If PROTOZERO_USE_VIEW
is unset, protozero::data_view
is Protozero's own
implementation of a string view class.
Set this macro if you want to use a different implementation such as the C++17
std::string_view
class. In this case protozero::data_view
will simply be
an alias to the class you specify.
#define PROTOZERO_USE_VIEW std::string_view
The Google Protobuf spec documents that a non-repeated field can actually
appear several times in a message and the implementation is required to return
the value of the last version of that field in this case. pbf_reader.hpp
does
not enforce this. If this feature is needed in your case, you have to do this
yourself.
The spec also says that you must be able to read a packed repeated field where a not-packed repeated field is expected and vice versa. Also there can be several (packed or not-packed) repeated fields with the same tag and their contents must be concatenated. It is your responsibility to do this, Protozero doesn't do that for you.
The tag_and_type()
free function and the method of the same name on the
pbf_reader
and pbf_message
classes can be used to access both packed and
unpacked repeated fields. (It can also be used to check that you have the
right type of encoding for other fields.)
Here is the outline:
enum class ExampleMsg : protozero::pbf_tag_type {
repeated_uint32_x = 1
};
std::string data = ...
pbf_message<ExampleMsg> message{data};
while (message.next()) {
switch (message.tag_and_type()) {
case tag_and_type(ExampleMsg::repeated_uint32_x, pbf_wire_type::length_delimited): {
auto xit = message.get_packed_uint32();
... // handle the repeated field when it is packed
}
break;
case tag_and_type(ExampleMsg::repeated_uint32_x, pbf_wire_type::varint): {
auto x = message.get_uint32();
... // handle the repeated field when it is not packed
}
break;
default:
message.skip();
}
}
All this works on pbf_reader
in the same way as with pbf_message
with the
usual difference that pbf_reader
takes a numeric field tag and pbf_message
an enum field.
If you only want to check for one specific tag and type you can use the
two-argument version of pbf_reader::next()
. In this case 17
is the field
tag we are looking for:
std::string data = ...
pbf_reader message{data};
while (message.next(17, pbf_wire_type::varint)) {
auto foo = message.get_int32();
...
}
See the test under test/t/tag_and_type/
for a complete example.
If you know beforehand how large a message will become or can take an educated
guess, you can call the usual std::string::reserve()
on the underlying string
before you give it to an pbf_writer
or pbf_builder
object.
Or you can (at any time) call reserve()
on the pbf_writer
or pbf_builder
.
This will reserve the given amount of bytes in addition to whatever is already
in that message. (Note that this behaviour is different then what reserve()
does on std::string
or std::vector
.)
In the general case it is not easy to figure out how much memory you will need because of the varint packing of integers. But sometimes you can make at least a rough estimate. Still, you should probably only use this facility if you have benchmarks proving that it actually makes your program faster.

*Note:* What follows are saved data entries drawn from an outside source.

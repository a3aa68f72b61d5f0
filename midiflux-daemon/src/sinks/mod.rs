// Copyright 2025 Amiable
// SPDX-License-Identifier: MIT

//! Effect sinks (C10): the concrete, OS-facing implementations of the
//! trait contracts `midiflux_core::action` declares. Each sink is kept
//! intentionally thin — the point of this repository is the CORE pipeline,
//! not production hardware bindings.

pub mod audio;
pub mod command;
pub mod gamepad;
pub mod keyboard;
pub mod midi;
pub mod mouse;

pub use audio::{NullAudioSink, RodioAudioSink};
pub use command::ProcessCommandSink;
pub use gamepad::{LoggingGamepadBackend, VirtualGamepadBackend, VirtualGamepadSink};
pub use keyboard::EnigoKeyboardSink;
pub use midi::{MidiInputHub, MidirOutputSink};
pub use mouse::EnigoMouseSink;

Protozero gives you access to the low-level functions for encoding and decoding varint and zigzag integer encodings, because these functions can sometimes be useful outside the Protocol Buffer context.
To use the low-level functions, add this include to your C++ program:
#include <protozero/varint.hpp>
The following functions are then available:
decode_varint()
write_varint()
encode_zigzag32()
encode_zigzag64()
decode_zigzag32()
decode_zigzag64()
See the reference documentation created by make doc
for details.
Length-delimited fields (like string fields, byte fields and messages) are
usually set by calling add_string()
, add_message()
, etc. These functions
have several forms, but they basically all take a tag, a size, and a
pointer to the data. They write the length of the data into the message
and then copy the data over.
Sometimes you have the data not in one place, but spread over several buffers. In this case you have to consolidate those buffers first, which needs an extra copy. Say you have two very long strings that should be concatenated into a message:
std::string a{"very long string..."};
std::string b{"another very long string..."};
std::string data;
protozero::pbf_writer writer{data};
a.append(b); // expensive extra copy
writer.add_string(1, a);
To avoid this, the function add_bytes_vectored()
can be used which allows
vectored (or scatter/gather) input like this:
std::string a{"very long string..."};
std::string b{"another very long string..."};
std::string data;
protozero::pbf_writer writer{data};
writer.add_bytes_vectored(1, a, b);
add_bytes_vectored()
will add up the sizes of all its arguments and copy over
all the data only once.
The function takes any number of arguments. The arguments must be of a type
supporting the data()
and size()
methods like protozero::data_view()
,
std::string
or the C++17 std::string_view
.
Note that there is only one version of the function which can be used for any length-delimited field including strings, bytes, messages and repeated packed fields.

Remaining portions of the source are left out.